## [Task goal]
Of the entries below, return exactly those lines that fall between the one containing "let id = conn" and the one containing "payload, status, received_at)", the two end lines included.

[Collected data entries]
=-=-=

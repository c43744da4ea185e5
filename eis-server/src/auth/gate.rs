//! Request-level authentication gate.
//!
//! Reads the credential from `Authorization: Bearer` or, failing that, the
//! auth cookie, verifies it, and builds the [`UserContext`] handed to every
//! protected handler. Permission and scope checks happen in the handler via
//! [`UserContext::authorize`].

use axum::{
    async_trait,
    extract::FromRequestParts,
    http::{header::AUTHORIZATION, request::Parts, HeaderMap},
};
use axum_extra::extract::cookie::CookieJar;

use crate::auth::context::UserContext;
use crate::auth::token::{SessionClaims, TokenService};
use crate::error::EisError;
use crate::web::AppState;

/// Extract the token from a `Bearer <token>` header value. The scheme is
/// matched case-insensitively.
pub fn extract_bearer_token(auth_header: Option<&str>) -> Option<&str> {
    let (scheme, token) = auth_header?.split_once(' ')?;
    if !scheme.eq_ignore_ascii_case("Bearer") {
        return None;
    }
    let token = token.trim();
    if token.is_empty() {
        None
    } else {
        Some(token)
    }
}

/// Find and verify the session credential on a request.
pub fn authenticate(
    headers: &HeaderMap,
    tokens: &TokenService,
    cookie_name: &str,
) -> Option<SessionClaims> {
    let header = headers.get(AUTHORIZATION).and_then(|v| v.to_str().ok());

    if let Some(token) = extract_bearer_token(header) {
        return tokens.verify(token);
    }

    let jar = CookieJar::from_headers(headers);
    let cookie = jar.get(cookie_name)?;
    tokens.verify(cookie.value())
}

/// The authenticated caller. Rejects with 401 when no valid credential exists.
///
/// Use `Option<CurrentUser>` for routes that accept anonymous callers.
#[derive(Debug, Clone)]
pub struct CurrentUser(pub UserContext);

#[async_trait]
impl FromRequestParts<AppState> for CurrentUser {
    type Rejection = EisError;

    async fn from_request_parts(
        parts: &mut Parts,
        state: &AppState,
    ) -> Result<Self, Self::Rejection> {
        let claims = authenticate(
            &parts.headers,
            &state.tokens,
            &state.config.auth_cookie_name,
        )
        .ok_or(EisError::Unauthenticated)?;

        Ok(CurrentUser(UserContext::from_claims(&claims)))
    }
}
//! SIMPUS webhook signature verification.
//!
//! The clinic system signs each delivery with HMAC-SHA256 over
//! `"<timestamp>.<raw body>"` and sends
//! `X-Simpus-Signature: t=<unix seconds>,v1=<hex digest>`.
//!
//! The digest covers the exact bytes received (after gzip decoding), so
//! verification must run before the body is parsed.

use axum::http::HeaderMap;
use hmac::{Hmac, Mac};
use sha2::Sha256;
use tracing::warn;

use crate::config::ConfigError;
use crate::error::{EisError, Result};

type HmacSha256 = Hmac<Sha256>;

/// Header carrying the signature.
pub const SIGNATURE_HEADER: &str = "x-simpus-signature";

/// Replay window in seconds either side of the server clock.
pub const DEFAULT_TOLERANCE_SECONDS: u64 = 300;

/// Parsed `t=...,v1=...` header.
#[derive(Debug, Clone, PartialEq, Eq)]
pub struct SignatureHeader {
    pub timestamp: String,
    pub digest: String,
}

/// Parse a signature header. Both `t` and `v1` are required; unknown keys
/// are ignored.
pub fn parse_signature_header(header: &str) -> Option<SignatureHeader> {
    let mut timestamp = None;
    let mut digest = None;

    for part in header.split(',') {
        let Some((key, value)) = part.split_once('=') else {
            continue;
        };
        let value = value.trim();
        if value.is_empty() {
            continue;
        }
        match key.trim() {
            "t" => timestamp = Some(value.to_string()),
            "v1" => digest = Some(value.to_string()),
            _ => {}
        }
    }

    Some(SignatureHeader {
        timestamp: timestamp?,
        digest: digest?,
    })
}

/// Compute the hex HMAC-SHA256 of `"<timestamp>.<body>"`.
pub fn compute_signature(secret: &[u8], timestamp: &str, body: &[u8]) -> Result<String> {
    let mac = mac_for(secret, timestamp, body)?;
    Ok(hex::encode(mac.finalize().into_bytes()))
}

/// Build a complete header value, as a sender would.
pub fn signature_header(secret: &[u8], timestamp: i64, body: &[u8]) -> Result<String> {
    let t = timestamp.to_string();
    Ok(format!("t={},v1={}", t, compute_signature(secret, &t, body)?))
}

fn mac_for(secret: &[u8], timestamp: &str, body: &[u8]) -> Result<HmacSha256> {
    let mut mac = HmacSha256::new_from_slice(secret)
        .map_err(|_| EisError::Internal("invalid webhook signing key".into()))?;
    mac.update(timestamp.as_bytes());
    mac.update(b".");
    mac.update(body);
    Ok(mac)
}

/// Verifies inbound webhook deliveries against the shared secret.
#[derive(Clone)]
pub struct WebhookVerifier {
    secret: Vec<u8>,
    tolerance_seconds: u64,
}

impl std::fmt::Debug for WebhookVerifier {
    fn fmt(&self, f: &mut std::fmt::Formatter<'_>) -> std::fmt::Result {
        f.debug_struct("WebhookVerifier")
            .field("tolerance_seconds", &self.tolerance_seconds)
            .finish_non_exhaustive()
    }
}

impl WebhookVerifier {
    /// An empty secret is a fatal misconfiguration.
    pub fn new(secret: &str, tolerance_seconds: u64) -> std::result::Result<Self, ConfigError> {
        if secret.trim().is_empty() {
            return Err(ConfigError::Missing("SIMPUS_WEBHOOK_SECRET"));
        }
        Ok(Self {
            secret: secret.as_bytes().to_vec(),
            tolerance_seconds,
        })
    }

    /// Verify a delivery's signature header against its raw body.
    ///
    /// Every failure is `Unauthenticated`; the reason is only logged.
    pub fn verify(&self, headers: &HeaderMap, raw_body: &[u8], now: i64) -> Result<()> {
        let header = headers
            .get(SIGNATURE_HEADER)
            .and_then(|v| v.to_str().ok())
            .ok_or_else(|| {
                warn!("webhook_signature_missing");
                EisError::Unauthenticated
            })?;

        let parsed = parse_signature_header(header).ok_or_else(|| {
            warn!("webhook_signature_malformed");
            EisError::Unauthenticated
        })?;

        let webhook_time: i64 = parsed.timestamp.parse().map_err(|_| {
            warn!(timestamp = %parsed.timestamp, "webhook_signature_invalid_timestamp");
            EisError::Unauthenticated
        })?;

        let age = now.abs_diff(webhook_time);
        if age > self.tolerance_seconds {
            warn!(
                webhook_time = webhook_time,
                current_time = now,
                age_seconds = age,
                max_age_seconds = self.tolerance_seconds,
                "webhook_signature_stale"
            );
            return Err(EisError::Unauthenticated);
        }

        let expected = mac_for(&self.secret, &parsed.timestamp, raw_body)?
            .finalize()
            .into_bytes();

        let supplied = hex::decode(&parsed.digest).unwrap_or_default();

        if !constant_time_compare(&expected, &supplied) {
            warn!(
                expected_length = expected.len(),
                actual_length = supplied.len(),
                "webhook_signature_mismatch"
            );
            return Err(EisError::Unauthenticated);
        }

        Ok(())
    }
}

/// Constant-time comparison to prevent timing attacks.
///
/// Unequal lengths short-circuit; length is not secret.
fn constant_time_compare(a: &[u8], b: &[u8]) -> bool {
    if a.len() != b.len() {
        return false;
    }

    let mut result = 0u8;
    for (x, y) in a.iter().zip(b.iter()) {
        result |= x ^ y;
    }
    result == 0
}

=-=-=

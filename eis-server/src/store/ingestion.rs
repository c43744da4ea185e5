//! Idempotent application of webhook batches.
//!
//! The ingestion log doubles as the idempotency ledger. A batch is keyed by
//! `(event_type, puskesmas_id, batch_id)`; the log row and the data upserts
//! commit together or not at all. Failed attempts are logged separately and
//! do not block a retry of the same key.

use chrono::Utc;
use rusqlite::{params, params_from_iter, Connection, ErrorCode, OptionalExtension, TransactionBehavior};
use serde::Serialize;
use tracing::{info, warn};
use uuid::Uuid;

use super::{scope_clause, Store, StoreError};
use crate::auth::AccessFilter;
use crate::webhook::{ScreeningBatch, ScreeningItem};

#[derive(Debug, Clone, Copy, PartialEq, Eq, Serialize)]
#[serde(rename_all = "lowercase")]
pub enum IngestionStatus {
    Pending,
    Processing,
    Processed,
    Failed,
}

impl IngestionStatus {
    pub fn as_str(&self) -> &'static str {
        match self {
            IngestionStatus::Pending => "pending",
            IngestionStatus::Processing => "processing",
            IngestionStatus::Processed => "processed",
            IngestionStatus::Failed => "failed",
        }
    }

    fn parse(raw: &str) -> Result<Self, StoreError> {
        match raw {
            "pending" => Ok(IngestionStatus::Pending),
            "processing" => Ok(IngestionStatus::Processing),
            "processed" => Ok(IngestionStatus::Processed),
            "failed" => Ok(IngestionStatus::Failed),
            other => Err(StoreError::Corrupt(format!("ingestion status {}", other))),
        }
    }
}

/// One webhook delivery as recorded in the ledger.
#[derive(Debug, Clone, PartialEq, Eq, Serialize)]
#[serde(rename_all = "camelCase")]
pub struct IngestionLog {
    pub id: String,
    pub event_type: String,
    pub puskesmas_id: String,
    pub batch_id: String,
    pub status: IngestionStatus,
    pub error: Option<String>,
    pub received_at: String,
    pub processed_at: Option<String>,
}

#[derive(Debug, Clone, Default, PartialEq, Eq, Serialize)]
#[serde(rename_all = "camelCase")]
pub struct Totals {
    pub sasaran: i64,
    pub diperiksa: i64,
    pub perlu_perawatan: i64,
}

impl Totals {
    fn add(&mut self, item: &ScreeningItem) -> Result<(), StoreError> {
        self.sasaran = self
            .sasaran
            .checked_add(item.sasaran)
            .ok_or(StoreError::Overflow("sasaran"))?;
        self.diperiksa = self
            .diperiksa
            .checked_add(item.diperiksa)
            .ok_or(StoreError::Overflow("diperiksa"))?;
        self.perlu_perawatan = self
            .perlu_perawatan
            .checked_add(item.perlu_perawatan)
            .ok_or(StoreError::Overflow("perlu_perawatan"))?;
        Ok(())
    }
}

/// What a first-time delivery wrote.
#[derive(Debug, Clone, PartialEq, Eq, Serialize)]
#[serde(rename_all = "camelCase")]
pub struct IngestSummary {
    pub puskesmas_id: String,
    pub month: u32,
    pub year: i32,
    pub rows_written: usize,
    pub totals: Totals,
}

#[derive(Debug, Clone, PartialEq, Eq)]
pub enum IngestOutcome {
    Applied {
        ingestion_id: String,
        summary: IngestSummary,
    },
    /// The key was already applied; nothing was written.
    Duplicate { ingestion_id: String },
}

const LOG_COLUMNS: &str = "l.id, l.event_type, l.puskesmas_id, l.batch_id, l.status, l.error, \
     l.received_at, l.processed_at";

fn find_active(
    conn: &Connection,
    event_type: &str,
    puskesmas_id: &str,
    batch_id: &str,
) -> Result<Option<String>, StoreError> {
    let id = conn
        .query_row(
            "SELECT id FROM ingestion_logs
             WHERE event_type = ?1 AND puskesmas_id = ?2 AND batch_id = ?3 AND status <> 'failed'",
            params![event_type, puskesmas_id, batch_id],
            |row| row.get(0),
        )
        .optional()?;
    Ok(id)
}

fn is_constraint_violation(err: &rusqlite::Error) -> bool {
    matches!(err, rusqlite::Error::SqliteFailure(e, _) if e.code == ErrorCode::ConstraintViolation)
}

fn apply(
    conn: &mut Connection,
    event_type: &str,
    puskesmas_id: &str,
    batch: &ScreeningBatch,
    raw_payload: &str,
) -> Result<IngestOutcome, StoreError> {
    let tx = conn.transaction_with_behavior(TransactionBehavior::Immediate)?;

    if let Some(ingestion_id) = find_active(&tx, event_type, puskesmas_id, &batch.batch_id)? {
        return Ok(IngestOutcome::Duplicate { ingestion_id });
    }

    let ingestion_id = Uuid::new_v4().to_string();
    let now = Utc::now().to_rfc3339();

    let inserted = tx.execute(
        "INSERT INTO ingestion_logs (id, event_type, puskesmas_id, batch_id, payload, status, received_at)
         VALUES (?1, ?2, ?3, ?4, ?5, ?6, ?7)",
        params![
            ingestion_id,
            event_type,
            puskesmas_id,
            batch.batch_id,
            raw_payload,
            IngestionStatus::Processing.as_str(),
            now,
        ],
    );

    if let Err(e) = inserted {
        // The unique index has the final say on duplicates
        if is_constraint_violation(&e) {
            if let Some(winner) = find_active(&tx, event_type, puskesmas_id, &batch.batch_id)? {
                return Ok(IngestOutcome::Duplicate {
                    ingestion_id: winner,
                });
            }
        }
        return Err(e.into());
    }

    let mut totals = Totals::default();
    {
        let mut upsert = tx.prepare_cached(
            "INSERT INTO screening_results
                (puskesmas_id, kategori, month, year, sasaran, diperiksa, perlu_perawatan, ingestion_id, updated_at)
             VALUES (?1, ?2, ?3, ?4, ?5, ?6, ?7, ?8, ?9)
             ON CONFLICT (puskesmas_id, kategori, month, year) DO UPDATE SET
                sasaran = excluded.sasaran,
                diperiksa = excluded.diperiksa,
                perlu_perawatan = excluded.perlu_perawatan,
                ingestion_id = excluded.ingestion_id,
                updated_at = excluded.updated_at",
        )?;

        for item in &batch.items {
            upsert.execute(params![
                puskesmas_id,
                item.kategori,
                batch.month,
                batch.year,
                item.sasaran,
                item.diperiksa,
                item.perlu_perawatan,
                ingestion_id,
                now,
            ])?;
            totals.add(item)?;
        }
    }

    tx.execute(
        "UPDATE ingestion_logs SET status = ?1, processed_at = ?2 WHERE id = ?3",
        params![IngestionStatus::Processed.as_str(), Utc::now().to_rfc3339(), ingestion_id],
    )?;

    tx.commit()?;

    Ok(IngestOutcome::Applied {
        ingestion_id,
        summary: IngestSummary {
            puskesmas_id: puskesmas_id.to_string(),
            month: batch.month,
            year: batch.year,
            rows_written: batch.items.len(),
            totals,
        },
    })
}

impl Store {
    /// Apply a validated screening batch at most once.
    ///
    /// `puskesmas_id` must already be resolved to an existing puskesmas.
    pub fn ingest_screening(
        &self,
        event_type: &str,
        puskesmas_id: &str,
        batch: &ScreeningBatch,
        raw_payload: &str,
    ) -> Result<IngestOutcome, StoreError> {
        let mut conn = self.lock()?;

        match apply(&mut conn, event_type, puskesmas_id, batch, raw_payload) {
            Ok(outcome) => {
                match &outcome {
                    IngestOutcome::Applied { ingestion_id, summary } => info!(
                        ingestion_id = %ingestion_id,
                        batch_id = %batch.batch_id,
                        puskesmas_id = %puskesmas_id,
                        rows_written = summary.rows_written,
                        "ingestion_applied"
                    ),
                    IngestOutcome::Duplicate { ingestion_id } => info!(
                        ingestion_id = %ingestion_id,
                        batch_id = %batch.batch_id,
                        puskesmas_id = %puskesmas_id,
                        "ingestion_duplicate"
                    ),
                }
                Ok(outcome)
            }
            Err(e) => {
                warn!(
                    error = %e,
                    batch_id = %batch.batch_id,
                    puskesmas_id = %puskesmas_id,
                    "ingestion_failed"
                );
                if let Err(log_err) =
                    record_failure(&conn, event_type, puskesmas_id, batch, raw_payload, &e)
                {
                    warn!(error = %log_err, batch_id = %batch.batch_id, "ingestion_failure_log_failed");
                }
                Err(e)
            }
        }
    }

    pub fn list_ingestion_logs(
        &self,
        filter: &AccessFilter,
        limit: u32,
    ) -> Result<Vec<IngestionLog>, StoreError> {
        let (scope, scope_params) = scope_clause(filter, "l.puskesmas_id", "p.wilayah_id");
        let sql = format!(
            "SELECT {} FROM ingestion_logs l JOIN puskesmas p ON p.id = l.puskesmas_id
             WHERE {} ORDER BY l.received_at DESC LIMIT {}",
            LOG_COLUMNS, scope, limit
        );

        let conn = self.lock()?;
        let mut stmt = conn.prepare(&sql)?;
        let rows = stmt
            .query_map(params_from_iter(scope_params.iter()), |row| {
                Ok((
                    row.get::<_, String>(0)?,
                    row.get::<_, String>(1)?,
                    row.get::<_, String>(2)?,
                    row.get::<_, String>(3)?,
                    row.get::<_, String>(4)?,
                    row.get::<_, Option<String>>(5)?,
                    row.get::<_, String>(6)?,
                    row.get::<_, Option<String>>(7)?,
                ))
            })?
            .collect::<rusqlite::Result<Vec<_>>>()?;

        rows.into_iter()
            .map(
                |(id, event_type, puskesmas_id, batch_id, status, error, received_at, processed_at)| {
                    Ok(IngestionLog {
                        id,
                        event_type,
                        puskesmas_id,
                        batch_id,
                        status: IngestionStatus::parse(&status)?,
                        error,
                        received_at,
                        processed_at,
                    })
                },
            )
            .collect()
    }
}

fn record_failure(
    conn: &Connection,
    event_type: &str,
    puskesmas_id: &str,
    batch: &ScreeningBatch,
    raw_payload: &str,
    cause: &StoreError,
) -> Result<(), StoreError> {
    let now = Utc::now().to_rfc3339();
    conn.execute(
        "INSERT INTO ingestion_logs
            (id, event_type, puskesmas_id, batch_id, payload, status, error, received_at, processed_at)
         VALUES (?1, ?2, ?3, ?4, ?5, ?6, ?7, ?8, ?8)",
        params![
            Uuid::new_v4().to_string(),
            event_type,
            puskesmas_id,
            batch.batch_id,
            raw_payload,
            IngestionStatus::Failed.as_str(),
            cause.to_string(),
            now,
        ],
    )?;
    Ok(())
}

=-=-=

## [Answer below]
    let id = conn
        .query_row(
            "SELECT id FROM ingestion_logs
             WHERE event_type = ?1 AND puskesmas_id = ?2 AND batch_id = ?3 AND status <> 'failed'",
            params![event_type, puskesmas_id, batch_id],
            |row| row.get(0),
        )
        .optional()?;
    Ok(id)
}

fn is_constraint_violation(err: &rusqlite::Error) -> bool {
    matches!(err, rusqlite::Error::SqliteFailure(e, _) if e.code == ErrorCode::ConstraintViolation)
}

fn apply(
    conn: &mut Connection,
    event_type: &str,
    puskesmas_id: &str,
    batch: &ScreeningBatch,
    raw_payload: &str,
) -> Result<IngestOutcome, StoreError> {
    let tx = conn.transaction_with_behavior(TransactionBehavior::Immediate)?;

    if let Some(ingestion_id) = find_active(&tx, event_type, puskesmas_id, &batch.batch_id)? {
        return Ok(IngestOutcome::Duplicate { ingestion_id });
    }

    let ingestion_id = Uuid::new_v4().to_string();
    let now = Utc::now().to_rfc3339();

    let inserted = tx.execute(
        "INSERT INTO ingestion_logs (id, event_type, puskesmas_id, batch_id, payload, status, received_at)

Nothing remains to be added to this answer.